A golden age for the Polish industrial market
The total warehouse and industrial stock in Poland has surpassed the 13 million sqm mark. In the period from January to September 2017, new supply totaled more than 1.6 million sqm and occupier activity remained healthy. The current situation could, therefore, be best described as a golden age for the Polish industrial market.
“Both occupier and developer activity has been setting new highs in recent years, fuelled by the country’s robust economy, transport infrastructure improvements and buoyant investment market. The market is offering ever more modern schemes and the growing importance of robotization is already a fact,” said Tom Listowski, Partner, Head of Industrial & Warehouse Department for Central and Eastern Europe at Cresa.

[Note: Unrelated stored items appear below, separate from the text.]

//! Real-time geo proximity queries over a range-scannable document store.
//!
//! ```rust
//! use geowatch::{Coordinate, GeoWatch};
//!
//! let watch = GeoWatch::memory();
//!
//! let cab = Coordinate::new(40.7128, -74.0060)?;
//! watch.set_location("cab-17", &cab)?;
//!
//! let center = Coordinate::new(40.7130, -74.0055)?;
//! let query = watch.query(&center, 1.0)?;
//! query.on_entered(|key, coord| {
//!     println!("{key} is nearby at ({}, {})", coord.lat(), coord.lng());
//! });
//! # Ok::<(), geowatch::GeoWatchError>(())
//! ```

pub mod builder;
pub mod db;
pub mod error;
pub mod geohash;
pub mod geom;
pub mod query;
pub mod range;
pub mod store;
pub mod types;

pub use builder::GeoWatchBuilder;
pub use db::GeoWatch;
pub use error::{GeoWatchError, Result};

pub use geohash::{BoundingBox, MAX_PRECISION};

pub use geom::{Coordinate, MAX_QUERY_RADIUS_KM, distance_km};

pub use query::GeoQuery;

pub use range::{QueryRange, ranges_for_circle};

pub use store::{DocumentStore, LocationChange, MemoryStore, RangeListener, SubscriptionId};

pub use types::{Config, LocationRecord};

pub const VERSION: &str = env!("CARGO_PKG_VERSION");

/// Common imports
pub mod prelude {

    pub use crate::{GeoWatch, GeoWatchBuilder, GeoWatchError, Result};

    pub use crate::{Coordinate, distance_km};

    pub use crate::{GeoQuery, QueryRange};

    pub use crate::{Config, LocationRecord};

    pub use crate::{DocumentStore, MemoryStore};
}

According to “Occupier Insight: Industrial and Warehouse Market in Poland, Q3 2017,” prepared by analysts of global tenant-only real estate advisory firm Cresa, from January to September 2017 the largest volume of new space was delivered in Warsaw (371,100 sqm). In Szczecin, two large-scale schemes were completed: Panattoni BTS Amazon Szczecin (161,000 sqm) and Goodman BTS Zalando Szczecin (130,000 sqm), while the region’s total supply amounted to nearly 316,000 sqm. Poznań is the third largest market in terms of warehouse supply this year with almost 221,000 sqm added to this region’s industrial stock since January 2017.
Warehouse take-up totaled 2.7 million sqm in Q1-Q3 2017. The largest transaction was Panattoni’s deal to develop a 135,000 sqm BTS scheme for Amazon in Sosnowiec, pushing Upper Silesia’s leasing volume up to 578,200 sqm, one of the highest in Poland. The strongest leasing activity was in Central Poland, where 619,500 sqm was transacted (up by 71 percent on 2016’s total), followed by Warsaw with 614,500 sqm transacted. In the same period, Tricity’s leasing volume exceeded 139,000 sqm, which is 22,000 sqm more than last year’s level. According to Cresa’s experts, the recently completed DCT port is likely to attract warehouse occupiers to this region.
Despite the high level of supply, Szczecin recorded the lowest vacancy rate at 0.7 percent, which equates to barely 3,500 sqm of available space. This region benefits from its proximity to the German border and low base rents, leading to further developments in the area. Central Poland’s vacancy rate fell to a record low of 1.4 percent (23,100 sqm), down by 1.5 p.p. compared with where it was at the end of 2016. Healthy demand coupled with moderate supply pushed the region’s vacancy rate down from the high level of 12.9 percent recorded in 2013. The largest volume of vacant space is in Warsaw (nearly 258,000 sqm), but the vacancy rate there is falling despite high supply levels thanks to robust occupier demand.
“The Polish warehouse and industrial market will maintain its strong upward momentum next year. The positive outlook for manufacturing output or PMI readings show that there is space for further projects, while the planned changes to special economic zone regulations and an opportunity to apply for state aid for projects in any part of Poland are likely to drive the market going forward,” said Bolesław Kołodziejczyk, PhD, Head of Research & Advisory, Cresa Poland.